Moynihan bill would scrap limit on nonprofits' outstanding bonds.

WASHINGTON -- The $150 million limit on the amount of bonds individual non-hospital 501(c)(3) organizations can have outstanding would be eliminated under health care reform legislation proposed late last week by Senate Finance Committee Chairman Daniel Moynihan.

The New York Democrat's proposal is broader than that suggested by the Public Securities Association and a group of 501(c)(3) issuers, who had urged the cap be lifted on health care institutions other than hospitals, which are already exempt. Moynihan's measure would also apply to universities, museums, housing authorities, and all other private non-profit organizations with the 501(c)(3) designation.

In a separate development, the House Ways and Means Committee release details of the health care bill proposed last week by acting Chairman Sam Gibbons, D-Fla. The bill did not include a federal guarantee for certain types of tax-exempt hospital bonds.

Moynihan's bond proposal, lobbyists said, was prompted by his long-standing support for 501(c)(3) organizations, especially universities. The Finance Committee is expected to beging considering Moynihan's health care pacakge in closed-door sessions throughout this week. Committee members have said they hope to complete work on a package before Congress adjourns July 1 for the Independence Day recess.

Health care issuers are arguing for and end to the $150 million limit, saying it would impede mergers and consolidations that may be needed under health care reform. In many cases, under any new system, health care institutions may be created that would not conform to the definition of a hospital and thus not be exempt from the limit, they said.

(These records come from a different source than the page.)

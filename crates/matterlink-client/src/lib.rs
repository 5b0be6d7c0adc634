//! WebSocket client for a Matter server.
//!
//! Connects, checks the server's handshake, and then multiplexes command
//! requests and push events over the one socket:
//! - Requests carry a fresh `message_id` and may be answered in any order
//! - Commands newer than the server's schema are refused locally
//! - Node events keep a local node cache current before listeners run
//!
//! ```no_run
//! use matterlink_client::{ClientConfig, EventKind, MatterClient};
//!
//! # async fn demo() -> Result<(), matterlink_client::ClientError> {
//! let client = MatterClient::new(ClientConfig::new("ws://localhost:5580/ws"));
//! client.connect().await?;
//! let _sub = client.add_event_listener(EventKind::NodeAdded, |data| {
//!     println!("node added: {data}");
//! });
//! let nodes = client.start_listening().await?;
//! println!("{} nodes", nodes.len());
//! # Ok(())
//! # }
//! ```

mod client;
mod config;
mod correlator;
mod error;
mod events;
mod handshake;
mod nodes;
mod transport;

pub use client::{CommissioningWindow, MatterClient, NetworkCommissioning};
pub use config::{ClientConfig, DEFAULT_CONNECT_TIMEOUT};
pub use error::{ClientError, ConnectionError};
pub use events::{EventDispatcher, Subscription};

pub use matterlink_core::{
    CLIENT_SCHEMA_VERSION, Command, CommissionableNodeData, CommissioningParameters,
    ConnectionState, ErrorCode, EventKind, MatterFabricData, MatterNode, MatterSoftwareVersion,
    NodePingResult, ProtocolError, ServerInfo, VendorNames,
};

A summary of Moynihan's bill shows that the measure does not appear to include two other provisions supported by the PSA and 501(c)(3) bond issuers. One would ease limits on health care advance refundings. The other would permit bank deductibility to apply to the debt of small health care institutions that participate in pooled issues sold by larger issuers whose bonds are not bank eligible.

Gibbons also has not proposed those two items, and in additional he has not proposed lifting the $150 million cap. But until final details of his plan were released over the weekend, it was unclear whether he had included in his bill a provision that would permit federally guranteed tax-exempt bonds to be issued for health care institutions in medically underserved urban and rural areas.

The provision had been included in a health care reform bill approved in March by the Ways and Means subcommittee on health, in a section that would create an Essential Community Provider program to help areas with insufficient access to health care services.

To set up the facilities, the federal government would offer loands and loan guarantees, and would also provide interest rate subsidies for projects involving tax-exempt financing. The legislation proposed to amend the internal Revenue Code so that the bonds would be exempted from a law enacted in 1984 that generally does not allow tax-exempt debt to be guaranteed.

Gibbons' bill leaves nearly all of the Essential Community Provider program provision intact, but eliminates the sentence that would exempt the bonds from the 1984 prohibition against federal guarantees. Thus, the only bonds that could be guaranteed under the program would be taxable bonds.

Like the finance committee, the Ways and Means panel is planning to work through the week in an effort to make process in drafting a health care plan acceptable to at least a majority of the Democrats on the panel.